Collected data entries

+===+

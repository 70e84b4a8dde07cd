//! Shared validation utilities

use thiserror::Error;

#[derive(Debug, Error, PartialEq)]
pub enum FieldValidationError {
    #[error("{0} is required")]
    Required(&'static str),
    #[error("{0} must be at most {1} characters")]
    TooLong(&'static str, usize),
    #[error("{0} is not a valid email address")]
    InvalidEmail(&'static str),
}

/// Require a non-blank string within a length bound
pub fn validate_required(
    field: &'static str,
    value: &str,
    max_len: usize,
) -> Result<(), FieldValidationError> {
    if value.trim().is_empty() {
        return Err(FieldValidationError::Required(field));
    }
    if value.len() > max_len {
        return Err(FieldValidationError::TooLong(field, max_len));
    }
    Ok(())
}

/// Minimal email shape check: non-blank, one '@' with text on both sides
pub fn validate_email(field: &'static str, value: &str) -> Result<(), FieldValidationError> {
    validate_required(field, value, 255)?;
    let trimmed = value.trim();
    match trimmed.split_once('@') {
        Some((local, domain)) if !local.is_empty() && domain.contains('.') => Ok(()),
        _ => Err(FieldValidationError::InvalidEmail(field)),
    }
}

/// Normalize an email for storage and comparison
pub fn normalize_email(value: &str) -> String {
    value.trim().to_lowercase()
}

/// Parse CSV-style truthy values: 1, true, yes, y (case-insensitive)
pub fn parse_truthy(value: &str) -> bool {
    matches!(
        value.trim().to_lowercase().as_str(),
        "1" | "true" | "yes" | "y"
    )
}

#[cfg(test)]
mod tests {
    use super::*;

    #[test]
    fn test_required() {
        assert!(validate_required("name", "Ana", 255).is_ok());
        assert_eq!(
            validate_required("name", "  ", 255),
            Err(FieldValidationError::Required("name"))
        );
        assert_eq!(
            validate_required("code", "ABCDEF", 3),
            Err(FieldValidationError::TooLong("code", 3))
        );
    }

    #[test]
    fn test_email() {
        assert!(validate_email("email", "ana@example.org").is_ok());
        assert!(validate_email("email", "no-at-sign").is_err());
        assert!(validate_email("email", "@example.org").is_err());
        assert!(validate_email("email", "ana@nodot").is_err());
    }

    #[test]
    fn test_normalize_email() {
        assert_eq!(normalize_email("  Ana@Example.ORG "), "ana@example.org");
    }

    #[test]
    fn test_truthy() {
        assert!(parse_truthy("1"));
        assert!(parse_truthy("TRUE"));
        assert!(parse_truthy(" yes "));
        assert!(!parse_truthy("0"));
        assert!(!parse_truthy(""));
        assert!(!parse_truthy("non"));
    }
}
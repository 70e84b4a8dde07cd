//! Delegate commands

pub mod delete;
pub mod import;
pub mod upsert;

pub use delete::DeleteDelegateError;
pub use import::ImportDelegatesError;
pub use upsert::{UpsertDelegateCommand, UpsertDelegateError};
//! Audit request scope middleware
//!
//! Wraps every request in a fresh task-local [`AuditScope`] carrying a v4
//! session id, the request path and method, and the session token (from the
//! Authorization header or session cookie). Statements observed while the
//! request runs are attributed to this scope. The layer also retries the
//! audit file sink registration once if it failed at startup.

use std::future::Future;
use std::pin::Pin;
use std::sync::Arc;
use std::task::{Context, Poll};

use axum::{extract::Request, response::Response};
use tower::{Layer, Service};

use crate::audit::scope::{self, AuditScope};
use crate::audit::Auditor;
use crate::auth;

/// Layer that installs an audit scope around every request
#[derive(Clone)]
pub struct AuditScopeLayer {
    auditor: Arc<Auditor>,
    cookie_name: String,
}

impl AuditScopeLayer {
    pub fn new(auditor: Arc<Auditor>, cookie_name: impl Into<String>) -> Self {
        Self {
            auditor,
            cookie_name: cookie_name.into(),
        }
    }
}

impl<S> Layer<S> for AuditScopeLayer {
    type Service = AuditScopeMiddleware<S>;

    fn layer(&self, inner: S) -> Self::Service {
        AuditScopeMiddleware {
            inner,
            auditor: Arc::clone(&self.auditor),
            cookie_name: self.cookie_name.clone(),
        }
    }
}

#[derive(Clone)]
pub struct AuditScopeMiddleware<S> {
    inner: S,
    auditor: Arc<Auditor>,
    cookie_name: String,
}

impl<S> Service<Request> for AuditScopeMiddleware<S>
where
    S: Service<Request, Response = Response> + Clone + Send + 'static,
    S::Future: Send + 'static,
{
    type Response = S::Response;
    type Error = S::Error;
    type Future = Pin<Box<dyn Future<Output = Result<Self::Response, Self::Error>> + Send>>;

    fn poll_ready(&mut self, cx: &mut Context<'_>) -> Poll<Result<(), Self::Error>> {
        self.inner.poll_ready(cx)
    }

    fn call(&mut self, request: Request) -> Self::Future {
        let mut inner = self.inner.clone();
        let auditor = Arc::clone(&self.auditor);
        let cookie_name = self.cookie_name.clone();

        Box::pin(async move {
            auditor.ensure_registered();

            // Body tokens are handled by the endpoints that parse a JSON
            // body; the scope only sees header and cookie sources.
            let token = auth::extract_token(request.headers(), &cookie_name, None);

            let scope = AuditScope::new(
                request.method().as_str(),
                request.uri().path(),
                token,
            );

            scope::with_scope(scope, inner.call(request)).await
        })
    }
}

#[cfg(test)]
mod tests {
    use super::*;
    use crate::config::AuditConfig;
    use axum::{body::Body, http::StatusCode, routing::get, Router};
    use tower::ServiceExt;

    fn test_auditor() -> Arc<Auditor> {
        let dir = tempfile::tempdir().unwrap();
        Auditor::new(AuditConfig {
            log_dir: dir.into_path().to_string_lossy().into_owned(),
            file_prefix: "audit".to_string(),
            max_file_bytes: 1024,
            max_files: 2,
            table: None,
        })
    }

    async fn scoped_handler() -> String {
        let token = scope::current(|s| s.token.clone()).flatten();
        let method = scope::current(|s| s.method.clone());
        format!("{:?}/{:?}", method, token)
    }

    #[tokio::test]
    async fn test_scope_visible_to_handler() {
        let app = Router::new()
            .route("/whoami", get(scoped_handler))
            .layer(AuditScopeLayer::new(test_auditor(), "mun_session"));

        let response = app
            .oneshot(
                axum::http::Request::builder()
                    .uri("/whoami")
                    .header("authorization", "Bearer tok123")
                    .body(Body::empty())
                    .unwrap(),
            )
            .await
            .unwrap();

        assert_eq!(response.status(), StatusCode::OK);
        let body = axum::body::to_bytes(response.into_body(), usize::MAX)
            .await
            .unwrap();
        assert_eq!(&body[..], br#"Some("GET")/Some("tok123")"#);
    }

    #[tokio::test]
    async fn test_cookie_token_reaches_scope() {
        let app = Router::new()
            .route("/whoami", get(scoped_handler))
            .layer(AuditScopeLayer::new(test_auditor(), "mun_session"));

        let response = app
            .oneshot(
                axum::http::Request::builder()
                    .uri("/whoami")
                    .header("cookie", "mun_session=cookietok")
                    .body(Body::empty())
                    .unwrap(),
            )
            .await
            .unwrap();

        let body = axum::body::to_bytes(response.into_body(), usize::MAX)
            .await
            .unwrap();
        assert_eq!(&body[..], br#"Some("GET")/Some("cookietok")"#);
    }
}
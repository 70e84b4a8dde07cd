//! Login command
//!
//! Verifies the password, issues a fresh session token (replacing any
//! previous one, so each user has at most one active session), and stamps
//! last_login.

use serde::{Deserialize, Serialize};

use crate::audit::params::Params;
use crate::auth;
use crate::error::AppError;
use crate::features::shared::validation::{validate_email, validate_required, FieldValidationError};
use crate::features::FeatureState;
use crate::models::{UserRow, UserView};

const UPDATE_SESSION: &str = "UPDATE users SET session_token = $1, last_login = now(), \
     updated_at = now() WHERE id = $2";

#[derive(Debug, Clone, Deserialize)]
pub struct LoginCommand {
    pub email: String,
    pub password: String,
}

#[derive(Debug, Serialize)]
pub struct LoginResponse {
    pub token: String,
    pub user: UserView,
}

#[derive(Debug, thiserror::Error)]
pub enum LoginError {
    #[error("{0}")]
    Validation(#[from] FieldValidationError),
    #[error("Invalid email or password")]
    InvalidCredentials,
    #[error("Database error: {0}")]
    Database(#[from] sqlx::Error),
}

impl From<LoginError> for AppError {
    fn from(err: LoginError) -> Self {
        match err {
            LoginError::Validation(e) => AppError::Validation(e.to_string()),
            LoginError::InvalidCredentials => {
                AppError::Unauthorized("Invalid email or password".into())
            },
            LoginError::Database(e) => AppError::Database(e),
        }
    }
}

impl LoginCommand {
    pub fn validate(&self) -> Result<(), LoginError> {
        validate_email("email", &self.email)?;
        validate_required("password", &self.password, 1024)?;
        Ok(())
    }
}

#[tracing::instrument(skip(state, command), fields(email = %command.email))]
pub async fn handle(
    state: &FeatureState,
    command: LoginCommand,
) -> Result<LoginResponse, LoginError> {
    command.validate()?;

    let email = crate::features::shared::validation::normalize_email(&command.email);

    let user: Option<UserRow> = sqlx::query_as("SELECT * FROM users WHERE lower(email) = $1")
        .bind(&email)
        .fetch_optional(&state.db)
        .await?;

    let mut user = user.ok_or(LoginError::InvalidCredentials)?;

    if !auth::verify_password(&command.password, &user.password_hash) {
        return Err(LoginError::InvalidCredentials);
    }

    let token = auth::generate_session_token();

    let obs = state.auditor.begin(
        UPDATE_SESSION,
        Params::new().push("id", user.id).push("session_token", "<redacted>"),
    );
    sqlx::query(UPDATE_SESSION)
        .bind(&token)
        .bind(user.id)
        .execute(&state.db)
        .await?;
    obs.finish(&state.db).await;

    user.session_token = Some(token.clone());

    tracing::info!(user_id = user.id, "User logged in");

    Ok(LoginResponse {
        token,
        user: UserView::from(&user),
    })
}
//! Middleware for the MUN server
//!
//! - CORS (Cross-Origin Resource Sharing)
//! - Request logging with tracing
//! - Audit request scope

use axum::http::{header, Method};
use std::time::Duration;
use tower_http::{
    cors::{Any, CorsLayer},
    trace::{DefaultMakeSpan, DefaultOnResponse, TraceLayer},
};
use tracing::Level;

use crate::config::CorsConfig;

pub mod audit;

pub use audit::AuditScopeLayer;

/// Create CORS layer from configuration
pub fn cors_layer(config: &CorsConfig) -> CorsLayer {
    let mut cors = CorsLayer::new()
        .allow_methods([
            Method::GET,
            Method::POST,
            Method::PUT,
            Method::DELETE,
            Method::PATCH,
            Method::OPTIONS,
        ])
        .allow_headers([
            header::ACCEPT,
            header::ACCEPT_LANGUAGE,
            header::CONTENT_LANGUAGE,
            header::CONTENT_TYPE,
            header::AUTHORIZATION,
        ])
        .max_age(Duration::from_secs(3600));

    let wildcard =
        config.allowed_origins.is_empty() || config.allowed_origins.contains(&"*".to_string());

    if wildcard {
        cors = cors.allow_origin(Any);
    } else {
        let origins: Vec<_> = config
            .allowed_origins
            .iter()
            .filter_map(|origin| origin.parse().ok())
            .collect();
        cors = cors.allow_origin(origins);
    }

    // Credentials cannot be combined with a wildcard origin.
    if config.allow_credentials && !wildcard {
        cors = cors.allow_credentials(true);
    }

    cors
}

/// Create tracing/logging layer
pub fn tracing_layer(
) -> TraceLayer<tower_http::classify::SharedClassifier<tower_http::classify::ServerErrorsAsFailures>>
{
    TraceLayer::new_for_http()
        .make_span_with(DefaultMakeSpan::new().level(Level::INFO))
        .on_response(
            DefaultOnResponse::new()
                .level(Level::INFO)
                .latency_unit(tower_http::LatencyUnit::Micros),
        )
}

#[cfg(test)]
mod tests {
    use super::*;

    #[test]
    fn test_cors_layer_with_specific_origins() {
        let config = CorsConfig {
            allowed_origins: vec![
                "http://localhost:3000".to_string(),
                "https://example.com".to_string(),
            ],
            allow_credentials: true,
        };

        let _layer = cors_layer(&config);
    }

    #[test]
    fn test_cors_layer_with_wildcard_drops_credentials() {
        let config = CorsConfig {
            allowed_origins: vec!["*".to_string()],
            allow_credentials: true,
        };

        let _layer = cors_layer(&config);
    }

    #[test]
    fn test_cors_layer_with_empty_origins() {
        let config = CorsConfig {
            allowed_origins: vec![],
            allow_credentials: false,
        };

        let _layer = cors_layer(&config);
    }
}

+===+

→ **Directions for this task**
Extract each line holding the word "UserView" from the records.

→ **Solved problem**
use crate::models::{UserRow, UserView};
    pub user: UserView,
        user: UserView::from(&user),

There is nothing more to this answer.